MY FATHER’S DEATHS – Published March 2013, Monadnock Shopper

stephe01Today is March 29th, 2013.  On this day, 94 years ago, my father was born.  He almost did not make it through his first year of life, at just a few months of age he was one of the millions of victims of the influenza epidemic that killed so many people in the United States and around the world that year.

My father – James Hawley – had another very close call with death as a young adult.  He joined the Air Force near the start of World War 2 and was the only soldier in a bomber plane to survive being shot down by German forces over Axis territory.  His family was informed that he had died.  In reality, he was a prisoner of war in Germany.  When he was released with the German defeat, he arrived back to his family house in Ithaca, New York only to learn every item he owned had either been given away or discarded.

Surprisingly (or not), my father never, ever talked about any of his war time experiences or being a prisoner of war.  Even when I pressed him as a young adult to tell me something, anything, he would seem to freeze up and say it was better not to discuss such horrible things.

What my father did feel comfortable discussing with me was death – both as a powerful reality and ultimate shaper of our human existence.  As a homeopathic doctor who meditated and had a deep spiritual practice, Dad not infrequently would say such things as “If I ever got a terminal illness, rather than waiting around to die I would volunteer for a life or death kind of mission that would help people and my country.”  Perhaps in some intuitive way, my father sensed what would be his ultimate fate in this incarnation.

Flash forward to 1985.  I am a grown doing my doctoral dissertation in Chile.  I have not seen or spoken to my father for almost a year.  In the pre email days, traveling to foreign countries usually meant limited and slow (I.e. letters) communication with family and friends  Back home.

Before the date of March 25, 1985, I had never ever had a dream I recalled about any family member.  At that precise date, I was house sitting someone who did not even have a telephone.  My fiancé (later husband) was working in construction in the south of Chile. Saving money to travel to the US with me.

In the previous weeks, I had been helping his family in Santiago deal with an uncle who had pancreatic cancer.  Rene was his name.  He had at one time been a big, strapping German Chilean, but when I came to know him he was a wizened and sick man who no one wanted to tell that he was dying.  The family members clustered around his hospital bed talking about his getting out, renewing his driver’s license, etc. Making plans we all knew would never come to fruition.  An operation did not keep his death away.  On a steaming hot February day Rene passed on to other dimensions.

One month later, I awoke from a dream I will never, ever forget.  Honestly, it was more a vision than a dream; so real and clear that even now more than a quarter of a century later I can still recall every detail.

My father was in front of me, radiant and full of light.  But one important thing was different about him than the last time I had seen him. At his throat was a large hole with light beaming out of it in all directions.  He was so beautiful.  My heart felt full, and then overflowing.

I was not so surprised when I received the message later that day that he had died of pancreatic cancer. 

A few days later as I was preparing my journey home for his funeral, he came to me again in another dream.  This one was even more light-filled than the previous dream.  “Don’t be sad Skye,” he told me with a smile.  “All of the pain is gone.”

I have pondered that last line he told me ever since.  “What pain?”  I would ask myself.  What pain was he talking about?  The inevitable pain of being a human?  The particular pains of his life?  Something else?

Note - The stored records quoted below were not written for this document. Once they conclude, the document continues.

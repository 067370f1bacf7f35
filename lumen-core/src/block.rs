//! Block types and their light properties.

use lumen_utils::BlockId;
use rustc_hash::FxHashMap;

use crate::config::BlockDefinition;
use crate::error::RegistryError;
use crate::light_engine::MAX_LIGHT_LEVEL;

/// Light properties of a registered block type.
#[derive(Debug, Clone, PartialEq, Eq)]
pub struct BlockProperties {
    /// Unique block name.
    pub name: String,
    /// Light emitted by the block.
    pub luminance: u8,
    /// Raw light attenuation. The engine treats anything below one as one.
    pub opacity: u8,
}

impl BlockProperties {
    /// Whether the block hides the sky from everything below it.
    #[must_use]
    pub const fn blocks_sky(&self) -> bool {
        self.opacity > 0
    }
}

/// Maps block ids to their light properties.
///
/// Id 0 is always air: no luminance and no opacity.
#[derive(Debug, Clone)]
pub struct BlockRegistry {
    blocks: Vec<BlockProperties>,
    by_name: FxHashMap<String, BlockId>,
}

impl BlockRegistry {
    /// Name of the block registered as [`BlockId::AIR`].
    pub const AIR_NAME: &'static str = "air";

    /// Creates a registry holding only air.
    #[must_use]
    pub fn new() -> Self {
        let mut by_name = FxHashMap::default();
        by_name.insert(Self::AIR_NAME.to_owned(), BlockId::AIR);
        Self {
            blocks: vec![BlockProperties {
                name: Self::AIR_NAME.to_owned(),
                luminance: 0,
                opacity: 0,
            }],
            by_name,
        }
    }

    /// Creates a registry with air followed by `definitions`, in order.
    ///
    /// # Errors
    /// Returns an error if two definitions share a name or one is named `air`.
    pub fn from_definitions(definitions: &[BlockDefinition]) -> Result<Self, RegistryError> {
        let mut registry = Self::new();
        for definition in definitions {
            registry.register(&definition.name, definition.luminance, definition.opacity)?;
        }
        Ok(registry)
    }

    /// Registers a block type, clamping its values to `0..=15`.
    ///
    /// # Errors
    /// Returns an error if the name is taken or no ids are left.
    pub fn register(
        &mut self,
        name: &str,
        luminance: u8,
        opacity: u8,
    ) -> Result<BlockId, RegistryError> {
        if self.by_name.contains_key(name) {
            return Err(RegistryError::DuplicateBlock(name.to_owned()));
        }
        let id = u16::try_from(self.blocks.len())
            .map(BlockId)
            .map_err(|_| RegistryError::Full(self.blocks.len()))?;

        self.blocks.push(BlockProperties {
            name: name.to_owned(),
            luminance: luminance.min(MAX_LIGHT_LEVEL),
            opacity: opacity.min(MAX_LIGHT_LEVEL),
        });
        self.by_name.insert(name.to_owned(), id);
        log::trace!("Registered block {name} as {}", id.0);
        Ok(id)
    }

    /// Gets the properties of a block id.
    #[must_use]
    pub fn get(&self, id: BlockId) -> Option<&BlockProperties> {
        self.blocks.get(usize::from(id.0))
    }

    /// Looks up a block id by name.
    #[must_use]
    pub fn id_of(&self, name: &str) -> Option<BlockId> {
        self.by_name.get(name).copied()
    }

    /// Number of registered block types, air included.
    #[must_use]
    pub fn len(&self) -> usize {
        self.blocks.len()
    }

    /// Always `false`: air is registered on creation.
    #[must_use]
    pub fn is_empty(&self) -> bool {
        self.blocks.is_empty()
    }
}

impl Default for BlockRegistry {
    fn default() -> Self {
        Self::new()
    }
}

At the time of his death, my father had a second wife and a step daughter he helped raise.  Relations were strained in large part due to this second wife’s alcoholism.  She did all she could to keep my sister and me away from my father.  At his funeral, all we learned about his death is that he had probably felt bad for months and not seen a doctor.  (Generally speaking, doctors are not good patients).  And when he reluctantly went to the hospital, he was diagnosed with advanced pancreatic cancer.  So the story goes, he refused an operation and all medication.  He tried to get released but the hospital staff refused, claiming he was mentally unstable and probably suicidal.

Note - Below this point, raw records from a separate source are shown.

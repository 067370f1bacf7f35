//! Chunk columns, sections and their light data.

pub mod light_chunk;
pub mod light_storage;
pub mod section;
pub mod sky_light_sources;

pub use light_chunk::{LightChunk, SECTION_COUNT};
pub use light_storage::LightStorage;
pub use section::{BlockStorage, ChunkSection, SECTION_SIZE};
pub use sky_light_sources::ChunkSkyLightSources;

How can someone be called suicidal when they are in the advanced stages of a terminal disease?  My father knew the odds of advanced pancreatic cancer.  He knew he would die from it, and that even an operation would not stop this relentless disease.

I recently read about an interesting study that found that doctors and others in the health professions refuse treatment and even take their own lives when faced with terminal illness at a much higher rate than any other group.

A few months ago I learned from my step sister with whom we recently reconnected that my father had contacted someone who gave him a dose of an homeopathic remedy to let him pass on.  This month a nurse I know told me what it was, and that in the state she used to live in and practice, a person can decide to leave this world of their own violation under certain conditions such as terminal and/or degenerative diseases.

I understand that
New Hampshire has been considering similar legislation for some time now.  On the date of my father’s birthday and near the date he chose to leave the pain of his body through an herbal avenue, I am coming forward to support legislation that gives an individual the freedom to legally end their life if facing terminal illness.  I know without a doubt that my father is smiling down on me as I write this, and that his dream message to me about the pain gone really was true for him.